Low Dose Streptozotocin Induced Diabetes in Mice

 

als PDF herunterladen Artikel einzeln kaufen Lizenzen und Reprints

Summary

The experimental animal model of human insulin-dependent diabetes mellitus (IDDM, type I diabetes), which was for the first time described by Like and Rossini (1976) for Charles River CD-I mice and produced by the application of multiple subdiabetogenic streptozotocin (SZ) doses, has been reproduced in the mouse strain C57 Bl/KsJ which has been bred over several generations at the Central Institute for Diabetes Karlsburg (since 1975). Male mice were given subdiabetogenic intraperitoneal injections of SZ (40 mg/kg b.w.) on five days running. — The simultaneously performed metabolic, light and electron microscopical, histochemical, fluorescence microscopical, and morphometric examinations show that the small doses of SZ lead to a metabolic disturbance in the islets of Langerhans already on the third day of the experiment (after the first two SZ injections) which is associated with a high-degree reduction or an interruption of the insulin production. Subsequently, on the 8th day (three days after the last SZ injection) up to the 20th day an insulitis occurs which is characterized by a target cell reaction of lymphocytes against the ß cells and leads to the lysis of the majority of the ß cells. In the course and after the insulitis, a persisting insulin deficiency diabetes develops with lacking signs of an attempt to replace the perished ß cells. For the time being, the nature of this target ß cell destruction by lymphocytes remains unclear.
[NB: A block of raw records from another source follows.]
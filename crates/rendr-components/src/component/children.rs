//! Conversion of child arguments into nodes.

use std::borrow::Cow;

use super::node::Node;

/// Types accepted wherever a node takes children.
///
/// Implemented for single nodes, strings (as text nodes), `Option` (where `None` is
/// skipped), `Vec`, arrays, `()` (no children) and tuples of up to eight mixed items,
/// so heterogeneous children can be passed in one call:
///
/// ```ignore
/// div((class("card"), attr("id", "a"), styles(theme), h1("Title")))
/// ```
pub trait IntoChildren {
	/// Appends the converted nodes to `out`, in order.
	fn push_into(self, out: &mut Vec<Node>);
}

impl IntoChildren for () {
	fn push_into(self, _out: &mut Vec<Node>) {}
}

impl IntoChildren for Node {
	fn push_into(self, out: &mut Vec<Node>) {
		out.push(self);
	}
}

impl IntoChildren for &'static str {
	fn push_into(self, out: &mut Vec<Node>) {
		out.push(Node::text(self));
	}
}

impl IntoChildren for String {
	fn push_into(self, out: &mut Vec<Node>) {
		out.push(Node::text(self));
	}
}

impl IntoChildren for Cow<'static, str> {
	fn push_into(self, out: &mut Vec<Node>) {
		out.push(Node::text(self));
	}
}

impl<T: IntoChildren> IntoChildren for Option<T> {
	fn push_into(self, out: &mut Vec<Node>) {
		if let Some(children) = self {
			children.push_into(out);
		}
	}
}

impl<T: IntoChildren> IntoChildren for Vec<T> {
	fn push_into(self, out: &mut Vec<Node>) {
		for child in self {
			child.push_into(out);
		}
	}
}

impl<T: IntoChildren, const N: usize> IntoChildren for [T; N] {
	fn push_into(self, out: &mut Vec<Node>) {
		for child in self {
			child.push_into(out);
		}
	}
}

macro_rules! impl_into_children_for_tuple {
	($($name:ident),+) => {
		impl<$($name: IntoChildren),+> IntoChildren for ($($name,)+) {
			#[allow(non_snake_case)]
			fn push_into(self, out: &mut Vec<Node>) {
				let ($($name,)+) = self;
				$($name.push_into(out);)+
			}
		}
	};
}

impl_into_children_for_tuple!(A);
impl_into_children_for_tuple!(A, B);
impl_into_children_for_tuple!(A, B, C);
impl_into_children_for_tuple!(A, B, C, D);
impl_into_children_for_tuple!(A, B, C, D, E);
impl_into_children_for_tuple!(A, B, C, D, E, F);
impl_into_children_for_tuple!(A, B, C, D, E, F, G);
impl_into_children_for_tuple!(A, B, C, D, E, F, G, H);
//! Tree walks
//!
//! - [`text`]: `Node::to_text` / `Node::to_text_with`, HTML string output
//! - [`html`]: `Node::to_html`, materialization against a [`Document`](crate::Document)
//!
//! Both walks share the same branching. A node with a non-empty body never looks at its
//! children. Otherwise each child is consumed according to its [`Kind`](crate::Kind):
//! element and text children become nested markup, attribute/class/style children
//! decorate the parent.

pub mod html;
pub mod text;

/// Appends the `property:value;` fragment of a style node.
pub(crate) fn push_style(out: &mut String, property: &str, value: &str) {
	out.push_str(property);
	out.push(':');
	out.push_str(value);
	out.push(';');
}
According to the enzyme-histochemical and electron microscopical results, the involved lymphocytes are natural killer cells (NK cells) rather than T cells. The release of the target cell reaction is obviously effected by the initial metabolic disturbances in the ß cells intervening in the insulin synthesis. Virus bodies do not play any role in this process. The importance of this animal model to human insulindependent diabetes mellitus is discussed.